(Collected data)
//! Shared observability for document-pipeline services: leveled logging with
//! flow-scoped context fields, trace correlation, timed operations, a bridge
//! for `tracing` events, and a typed cache facade.

pub mod value;
pub mod level;
pub mod record;
pub mod context;
pub mod trace;
pub mod format;
pub mod sink;
pub mod noop_sink;
pub mod config;
pub mod logger;
pub mod timed;
pub mod layer;
pub mod init;
pub mod observability;
pub mod cache;

pub use cache::{CacheClient, CacheError, KeyTtl, KvStore, MemoryStore};
pub use config::{CacheConfig, Config, ConfigError, ServiceInfo};
pub use context::{ContextFutureExt, ContextGuard};
pub use format::OutputFormat;
pub use init::{init_tracing, InitError};
pub use layer::ContextLayer;
pub use level::Level;
pub use logger::{configure, get_logger, install, Logger, Logging, LoggingBuilder};
pub use noop_sink::NoopSink;
pub use observability::{Bridge, Observability, ObservabilityConfig};
pub use record::{ErrorInfo, LogEvent, SourceLocation};
pub use sink::{ConsoleSink, LogSink, MemorySink, WriterSink};
pub use timed::Timer;
pub use trace::{NoopTraceProvider, ScopedTraceProvider, TraceContext, TraceContextProvider};
pub use value::{Fields, Value};
//! Sign-up Form Model
//!
//! Field names, values, and the caller-held interaction state.

pub mod field;
pub mod state;

pub use field::{FieldName, FormValues};
pub use state::{FieldStatus, FormState, TouchedSet};
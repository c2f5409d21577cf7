//! Interactive Session
//!
//! A line-delimited JSON driver that plays the presentation layer: it owns
//! a `FormState`, feeds it user interactions and reports what to render.

pub mod protocol;
pub mod server;

pub use protocol::{FieldView, Request, Response};
pub use server::{run_session, serve, Session};
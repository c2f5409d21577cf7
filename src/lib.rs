//! Sign-up Form Validator
//!
//! An incremental validation engine for a three-field sign-up form.
//!
//! This library provides:
//! - Ordered, composable field rules (including a cross-field rule)
//! - A stateless engine for field, form and submission validation
//! - A pluggable "already registered" conflict check
//! - Caller-held form state that decides when errors become visible
//! - A line-delimited JSON session for driving the form from outside

pub mod cli;
pub mod config;
pub mod conflict;
pub mod error;
pub mod form;
pub mod session;
pub mod validation;

// Re-exports for clean public API
pub use config::Config;
pub use conflict::{AlwaysTaken, ConflictCheck, NeverTaken, RegisteredEmails};
pub use error::FormError;
pub use form::{FieldName, FieldStatus, FormState, FormValues, TouchedSet};
pub use validation::{
    submit, validate_all, validate_field, FieldErrors, SubmissionOutcome, ValidationEngine,
    ValidationResult,
};
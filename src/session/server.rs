//! Session Driver
//!
//! Feeds protocol requests into a [`FormState`] and answers each one with a
//! snapshot of what the form should display.

use anyhow::{Context, Result};
use std::time::Duration;
use tokio::io::{
    stdin, stdout, AsyncBufRead, AsyncBufReadExt, AsyncWrite, AsyncWriteExt, BufReader,
};

use crate::conflict::{ConflictCheck, PolicyCheck};
use crate::form::{FieldName, FormState};
use crate::session::protocol::{Request, Response};
use crate::validation::ValidationEngine;
use crate::Config;

/// One form lifecycle driven by protocol requests
pub struct Session<C = PolicyCheck> {
    form: FormState,
    engine: ValidationEngine<C>,
    submit_delay: Duration,
}

impl<C: ConflictCheck> Session<C> {
    pub fn new(engine: ValidationEngine<C>, submit_delay: Duration) -> Self {
        Self {
            form: FormState::new(),
            engine,
            submit_delay,
        }
    }

    pub fn form(&self) -> &FormState {
        &self.form
    }

    /// Handle one raw input line; blank lines produce no response
    pub async fn handle_line(&mut self, line: &str) -> Option<Response> {
        let line = line.trim();
        if line.is_empty() {
            return None;
        }

        match serde_json::from_str::<Request>(line) {
            Ok(request) => Some(self.handle(request).await),
            Err(e) => {
                log::warn!("Malformed session request: {}", e);
                Some(Response::error(format!("malformed request: {}", e)))
            }
        }
    }

    pub async fn handle(&mut self, request: Request) -> Response {
        log::debug!("session request: {:?}", request);

        match request {
            Request::Edit { field, value } => match parse_field(&field) {
                Ok(field) => {
                    self.form.edit(field, value);
                    Response::snapshot(&self.form)
                }
                Err(response) => response,
            },
            Request::Blur { field } => match parse_field(&field) {
                Ok(field) => {
                    self.form.blur(field);
                    Response::snapshot(&self.form)
                }
                Err(response) => response,
            },
            Request::Submit => {
                // Artificial delay before the outcome is shown
                if !self.submit_delay.is_zero() {
                    tokio::time::sleep(self.submit_delay).await;
                }
                self.form.submit(&self.engine);
                Response::snapshot(&self.form)
            }
            Request::Reset => {
                self.form.reset();
                Response::snapshot(&self.form)
            }
            Request::Validate { field } => match parse_field(&field) {
                Ok(field) => Response::Validation {
                    field,
                    result: self.engine.validate_field(field, self.form.values()),
                },
                Err(response) => response,
            },
        }
    }
}

fn parse_field(name: &str) -> Result<FieldName, Response> {
    name.parse::<FieldName>().map_err(|e| {
        log::warn!("Rejected session request: {}", e);
        Response::error(e.to_string())
    })
}

/// Pump requests from `reader` through `session`, writing one response line each
pub async fn run_session<R, W, C>(
    reader: R,
    mut writer: W,
    session: &mut Session<C>,
) -> Result<()>
where
    R: AsyncBufRead + Unpin,
    W: AsyncWrite + Unpin,
    C: ConflictCheck,
{
    let mut lines = reader.lines();

    while let Some(line) = lines
        .next_line()
        .await
        .context("Failed to read session input")?
    {
        let Some(response) = session.handle_line(&line).await else {
            continue;
        };

        let mut payload = serde_json::to_string(&response)?;
        payload.push('\n');
        writer
            .write_all(payload.as_bytes())
            .await
            .context("Failed to write session output")?;
        writer.flush().await?;
    }

    log::debug!("session input closed");
    Ok(())
}

/// Run a session over stdin/stdout using the configured engine
pub async fn serve(config: &Config) -> Result<()> {
    log::info!(
        "Starting session (conflict policy: {:?}, submit delay: {:?})",
        config.conflict_policy,
        config.submit_delay
    );

    let mut session = Session::new(config.engine(), config.submit_delay);
    run_session(BufReader::new(stdin()), stdout(), &mut session).await
}
use anyhow::Result;
use clap::Parser;
use signup_form_validator::cli;
use signup_form_validator::config::{Args, Config};

#[tokio::main(flavor = "current_thread")]
async fn main() -> Result<()> {
    let args = Args::parse();
    init_logging(&args.log_level);

    let config = Config::from_args(args)?;
    cli::run(config).await
}

/// Log to stderr so stdout carries only protocol output; RUST_LOG wins over --log-level
fn init_logging(level: &str) {
    let mut builder = env_logger::Builder::new();
    builder.parse_filters(level);
    if let Ok(filters) = std::env::var("RUST_LOG") {
        builder.parse_filters(&filters);
    }
    builder.target(env_logger::Target::Stderr).init();
}
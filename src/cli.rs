//! Command Dispatch
//!
//! Runs the subcommand selected in the configuration.

use anyhow::{Context, Result};
use std::io::Write;

use crate::config::{Command, Config};
use crate::form::FormValues;
use crate::session;

/// Execute the configured command
pub async fn run(config: Config) -> Result<()> {
    match &config.command {
        Command::Session => session::serve(&config).await,
        Command::Check {
            email,
            password,
            confirm_password,
            field,
        } => {
            let values =
                FormValues::new(email.as_str(), password.as_str(), confirm_password.as_str());
            let stdout = std::io::stdout();
            check(&config, &values, field.as_deref(), &mut stdout.lock())
        }
    }
}

/// Validate `values` once and write the JSON result to `out`
///
/// With `field` set only that field is validated; an unknown field name is
/// a hard error.
pub fn check(
    config: &Config,
    values: &FormValues,
    field: Option<&str>,
    out: &mut impl Write,
) -> Result<()> {
    let engine = config.engine();

    let json = match field {
        Some(name) => serde_json::to_string_pretty(&engine.validate_field_named(name, values)?)?,
        None => serde_json::to_string_pretty(&engine.submit(values))?,
    };

    writeln!(out, "{}", json).context("Failed to write result")?;
    Ok(())
}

YOUR ASSIGNMENT. If a line in the entries above contains "input", report it.

OUTPUT.
    /// Handle one raw input line; blank lines produce no response
        .context("Failed to read session input")?
    log::debug!("session input closed");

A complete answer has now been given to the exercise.